AIM OF THE EXERCISE: Your answer should be the lines below from the one with "key = input_rx.recv()" to the one with "self.app.summary = Some(MarketSummary::from_coins(&coins));", both included, given again exactly and with nothing added.
(Beginning of RECORDS FOR THE TASK)
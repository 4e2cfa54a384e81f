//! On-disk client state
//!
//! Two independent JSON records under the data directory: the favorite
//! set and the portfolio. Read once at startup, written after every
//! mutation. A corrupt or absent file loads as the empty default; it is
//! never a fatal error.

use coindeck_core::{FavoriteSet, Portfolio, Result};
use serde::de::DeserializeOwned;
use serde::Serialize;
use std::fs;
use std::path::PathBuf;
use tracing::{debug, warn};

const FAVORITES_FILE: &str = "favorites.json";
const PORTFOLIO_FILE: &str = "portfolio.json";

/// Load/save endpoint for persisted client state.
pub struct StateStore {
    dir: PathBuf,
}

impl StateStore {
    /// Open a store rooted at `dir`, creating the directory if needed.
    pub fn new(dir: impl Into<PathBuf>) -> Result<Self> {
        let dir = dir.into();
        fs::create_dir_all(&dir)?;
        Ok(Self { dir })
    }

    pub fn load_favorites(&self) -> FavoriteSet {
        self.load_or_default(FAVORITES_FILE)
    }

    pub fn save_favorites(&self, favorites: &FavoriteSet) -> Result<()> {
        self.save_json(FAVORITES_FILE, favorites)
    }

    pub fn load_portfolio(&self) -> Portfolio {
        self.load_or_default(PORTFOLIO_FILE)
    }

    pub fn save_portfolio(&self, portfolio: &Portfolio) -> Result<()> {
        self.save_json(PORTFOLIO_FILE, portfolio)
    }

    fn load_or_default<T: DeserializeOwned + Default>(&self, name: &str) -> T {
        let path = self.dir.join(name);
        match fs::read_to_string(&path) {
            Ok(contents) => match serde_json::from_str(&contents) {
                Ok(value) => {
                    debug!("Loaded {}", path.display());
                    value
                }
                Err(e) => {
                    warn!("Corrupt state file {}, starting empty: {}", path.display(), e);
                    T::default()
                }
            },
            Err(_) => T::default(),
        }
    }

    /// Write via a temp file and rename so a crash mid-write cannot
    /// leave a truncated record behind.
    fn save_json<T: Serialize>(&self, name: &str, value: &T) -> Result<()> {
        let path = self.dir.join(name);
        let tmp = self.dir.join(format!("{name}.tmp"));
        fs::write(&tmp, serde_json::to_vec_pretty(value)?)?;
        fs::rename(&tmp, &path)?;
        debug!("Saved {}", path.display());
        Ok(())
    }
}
(End of RECORDS FOR THE TASK)
(Beginning of RECORDS FOR THE TASK)
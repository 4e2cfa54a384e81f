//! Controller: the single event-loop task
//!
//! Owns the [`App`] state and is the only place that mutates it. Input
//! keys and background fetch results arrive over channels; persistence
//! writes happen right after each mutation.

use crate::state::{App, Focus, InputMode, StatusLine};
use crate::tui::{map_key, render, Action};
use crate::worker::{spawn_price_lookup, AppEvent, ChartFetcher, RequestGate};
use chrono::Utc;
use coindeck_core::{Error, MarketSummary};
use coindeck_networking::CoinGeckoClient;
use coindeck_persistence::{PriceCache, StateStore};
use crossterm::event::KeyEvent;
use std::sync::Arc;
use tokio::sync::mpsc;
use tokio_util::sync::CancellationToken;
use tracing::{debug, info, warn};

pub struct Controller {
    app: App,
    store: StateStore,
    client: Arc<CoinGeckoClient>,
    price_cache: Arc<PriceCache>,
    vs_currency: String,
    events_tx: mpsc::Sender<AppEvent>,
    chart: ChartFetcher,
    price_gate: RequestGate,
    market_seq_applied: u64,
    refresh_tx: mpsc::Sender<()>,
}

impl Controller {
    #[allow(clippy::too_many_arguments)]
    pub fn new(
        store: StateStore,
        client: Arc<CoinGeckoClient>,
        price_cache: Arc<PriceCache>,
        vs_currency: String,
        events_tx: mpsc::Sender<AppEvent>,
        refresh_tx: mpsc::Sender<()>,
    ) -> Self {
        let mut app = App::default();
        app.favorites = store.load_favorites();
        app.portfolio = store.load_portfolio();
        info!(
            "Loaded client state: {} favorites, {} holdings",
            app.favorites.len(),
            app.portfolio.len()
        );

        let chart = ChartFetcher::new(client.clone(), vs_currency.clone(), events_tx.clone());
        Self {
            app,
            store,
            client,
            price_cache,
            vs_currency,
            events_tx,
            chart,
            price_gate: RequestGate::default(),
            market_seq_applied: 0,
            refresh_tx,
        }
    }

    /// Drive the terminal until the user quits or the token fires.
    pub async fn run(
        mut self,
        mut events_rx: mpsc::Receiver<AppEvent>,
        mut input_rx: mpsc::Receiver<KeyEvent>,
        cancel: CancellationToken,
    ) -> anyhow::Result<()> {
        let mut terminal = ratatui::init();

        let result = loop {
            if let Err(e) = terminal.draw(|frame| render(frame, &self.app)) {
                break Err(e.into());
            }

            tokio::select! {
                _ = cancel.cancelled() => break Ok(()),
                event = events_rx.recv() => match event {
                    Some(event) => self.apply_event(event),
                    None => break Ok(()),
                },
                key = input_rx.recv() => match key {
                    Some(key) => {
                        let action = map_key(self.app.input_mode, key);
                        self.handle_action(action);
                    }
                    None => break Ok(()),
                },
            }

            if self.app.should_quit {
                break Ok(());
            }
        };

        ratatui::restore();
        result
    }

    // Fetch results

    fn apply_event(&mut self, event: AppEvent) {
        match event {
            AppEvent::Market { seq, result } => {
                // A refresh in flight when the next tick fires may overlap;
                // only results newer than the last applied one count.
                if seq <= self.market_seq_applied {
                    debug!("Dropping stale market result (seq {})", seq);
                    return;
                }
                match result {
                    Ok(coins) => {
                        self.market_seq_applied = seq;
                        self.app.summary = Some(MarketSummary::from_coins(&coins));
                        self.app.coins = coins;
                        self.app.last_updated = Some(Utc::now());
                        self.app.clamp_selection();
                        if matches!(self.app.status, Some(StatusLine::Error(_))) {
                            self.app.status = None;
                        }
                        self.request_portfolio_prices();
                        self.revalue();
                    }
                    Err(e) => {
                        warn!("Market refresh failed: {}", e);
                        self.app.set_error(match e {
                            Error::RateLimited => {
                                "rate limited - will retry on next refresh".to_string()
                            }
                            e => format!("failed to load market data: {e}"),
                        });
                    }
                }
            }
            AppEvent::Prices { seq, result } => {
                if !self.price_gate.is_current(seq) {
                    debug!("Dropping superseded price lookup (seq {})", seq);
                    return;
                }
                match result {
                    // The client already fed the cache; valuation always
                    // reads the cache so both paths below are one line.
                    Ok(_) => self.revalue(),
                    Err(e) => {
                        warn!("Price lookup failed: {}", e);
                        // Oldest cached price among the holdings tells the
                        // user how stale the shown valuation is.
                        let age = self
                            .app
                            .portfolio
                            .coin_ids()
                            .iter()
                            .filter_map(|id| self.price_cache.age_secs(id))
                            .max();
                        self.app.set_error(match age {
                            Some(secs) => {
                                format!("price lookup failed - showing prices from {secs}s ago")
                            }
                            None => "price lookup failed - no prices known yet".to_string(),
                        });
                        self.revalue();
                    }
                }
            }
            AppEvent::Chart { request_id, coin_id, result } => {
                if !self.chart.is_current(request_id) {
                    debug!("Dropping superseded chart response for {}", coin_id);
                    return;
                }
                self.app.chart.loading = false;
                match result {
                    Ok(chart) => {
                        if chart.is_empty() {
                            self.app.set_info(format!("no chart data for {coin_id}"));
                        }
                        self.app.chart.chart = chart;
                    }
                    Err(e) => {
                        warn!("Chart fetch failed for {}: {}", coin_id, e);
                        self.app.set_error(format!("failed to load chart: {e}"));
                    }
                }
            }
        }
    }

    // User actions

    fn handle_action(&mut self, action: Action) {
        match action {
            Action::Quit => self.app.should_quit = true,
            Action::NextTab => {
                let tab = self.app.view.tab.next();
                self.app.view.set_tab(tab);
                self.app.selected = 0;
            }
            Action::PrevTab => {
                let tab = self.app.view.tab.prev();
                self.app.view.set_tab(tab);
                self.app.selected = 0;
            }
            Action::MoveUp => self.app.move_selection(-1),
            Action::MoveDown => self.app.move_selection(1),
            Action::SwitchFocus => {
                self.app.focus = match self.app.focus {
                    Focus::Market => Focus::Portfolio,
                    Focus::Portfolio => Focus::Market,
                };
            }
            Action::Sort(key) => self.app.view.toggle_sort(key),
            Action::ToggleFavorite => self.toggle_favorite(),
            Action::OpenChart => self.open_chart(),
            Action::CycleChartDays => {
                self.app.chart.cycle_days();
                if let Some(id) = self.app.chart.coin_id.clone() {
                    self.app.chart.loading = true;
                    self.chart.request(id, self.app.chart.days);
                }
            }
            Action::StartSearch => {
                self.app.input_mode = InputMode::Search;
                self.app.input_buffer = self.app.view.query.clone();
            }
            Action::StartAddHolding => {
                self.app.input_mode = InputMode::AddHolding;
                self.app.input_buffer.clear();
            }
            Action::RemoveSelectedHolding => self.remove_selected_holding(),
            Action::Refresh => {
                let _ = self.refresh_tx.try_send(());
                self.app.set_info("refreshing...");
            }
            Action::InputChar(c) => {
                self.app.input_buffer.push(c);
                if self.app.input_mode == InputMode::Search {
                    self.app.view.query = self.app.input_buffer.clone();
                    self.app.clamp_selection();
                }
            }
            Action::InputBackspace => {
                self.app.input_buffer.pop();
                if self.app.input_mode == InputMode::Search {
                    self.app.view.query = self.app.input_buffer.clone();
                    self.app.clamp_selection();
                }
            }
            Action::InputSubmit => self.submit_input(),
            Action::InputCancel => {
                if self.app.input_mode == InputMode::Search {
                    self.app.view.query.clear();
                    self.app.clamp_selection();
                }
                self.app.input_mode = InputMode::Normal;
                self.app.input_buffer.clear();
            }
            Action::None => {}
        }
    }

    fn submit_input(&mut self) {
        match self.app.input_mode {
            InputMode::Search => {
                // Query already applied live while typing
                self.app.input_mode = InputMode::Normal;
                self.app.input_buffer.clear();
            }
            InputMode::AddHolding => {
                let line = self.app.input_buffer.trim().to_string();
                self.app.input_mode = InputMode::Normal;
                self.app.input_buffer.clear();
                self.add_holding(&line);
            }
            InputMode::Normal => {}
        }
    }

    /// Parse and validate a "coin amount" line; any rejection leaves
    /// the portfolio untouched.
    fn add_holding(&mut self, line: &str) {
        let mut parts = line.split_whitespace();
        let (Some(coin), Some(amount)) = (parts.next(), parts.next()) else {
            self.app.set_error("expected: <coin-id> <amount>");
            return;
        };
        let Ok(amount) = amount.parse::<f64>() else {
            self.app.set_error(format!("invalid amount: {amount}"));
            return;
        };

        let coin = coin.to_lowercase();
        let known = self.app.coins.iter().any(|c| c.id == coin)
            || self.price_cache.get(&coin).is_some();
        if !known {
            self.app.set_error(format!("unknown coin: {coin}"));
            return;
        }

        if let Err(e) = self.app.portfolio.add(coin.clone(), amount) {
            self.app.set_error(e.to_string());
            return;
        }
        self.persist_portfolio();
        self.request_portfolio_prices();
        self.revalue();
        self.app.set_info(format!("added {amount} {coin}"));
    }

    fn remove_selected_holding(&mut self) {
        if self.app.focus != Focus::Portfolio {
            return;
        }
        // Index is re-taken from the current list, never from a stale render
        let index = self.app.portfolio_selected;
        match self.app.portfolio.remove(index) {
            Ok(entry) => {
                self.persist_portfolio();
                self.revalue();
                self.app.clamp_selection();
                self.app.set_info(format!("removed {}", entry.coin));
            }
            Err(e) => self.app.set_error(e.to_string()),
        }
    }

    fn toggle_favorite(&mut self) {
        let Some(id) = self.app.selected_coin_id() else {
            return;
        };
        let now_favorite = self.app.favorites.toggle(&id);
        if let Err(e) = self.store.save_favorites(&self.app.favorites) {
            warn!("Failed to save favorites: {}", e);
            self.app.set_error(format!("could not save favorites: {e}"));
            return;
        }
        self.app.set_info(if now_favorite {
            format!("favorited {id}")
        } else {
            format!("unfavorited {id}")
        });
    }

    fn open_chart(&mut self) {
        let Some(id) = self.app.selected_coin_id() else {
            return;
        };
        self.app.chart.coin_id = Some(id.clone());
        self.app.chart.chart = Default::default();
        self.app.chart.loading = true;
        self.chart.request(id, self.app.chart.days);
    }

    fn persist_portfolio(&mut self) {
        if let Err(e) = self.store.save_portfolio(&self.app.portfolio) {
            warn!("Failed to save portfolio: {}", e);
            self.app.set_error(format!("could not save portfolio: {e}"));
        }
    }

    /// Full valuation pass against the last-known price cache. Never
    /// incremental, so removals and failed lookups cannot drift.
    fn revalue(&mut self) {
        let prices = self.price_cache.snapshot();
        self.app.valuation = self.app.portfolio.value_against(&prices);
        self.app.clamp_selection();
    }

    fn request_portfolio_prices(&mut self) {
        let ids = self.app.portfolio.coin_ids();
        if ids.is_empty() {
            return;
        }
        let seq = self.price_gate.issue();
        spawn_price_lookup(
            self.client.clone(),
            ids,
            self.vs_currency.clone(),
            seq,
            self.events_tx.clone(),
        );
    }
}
(End of RECORDS FOR THE TASK)
RESULT FOR THIS TASK:
                key = input_rx.recv() => match key {
                    Some(key) => {
                        let action = map_key(self.app.input_mode, key);
                        self.handle_action(action);
                    }
                    None => break Ok(()),
                },
            }

            if self.app.should_quit {
                break Ok(());
            }
        };

        ratatui::restore();
        result
    }

    // Fetch results

    fn apply_event(&mut self, event: AppEvent) {
        match event {
            AppEvent::Market { seq, result } => {
                // A refresh in flight when the next tick fires may overlap;
                // only results newer than the last applied one count.
                if seq <= self.market_seq_applied {
                    debug!("Dropping stale market result (seq {})", seq);
                    return;
                }
                match result {
                    Ok(coins) => {
                        self.market_seq_applied = seq;
                        self.app.summary = Some(MarketSummary::from_coins(&coins));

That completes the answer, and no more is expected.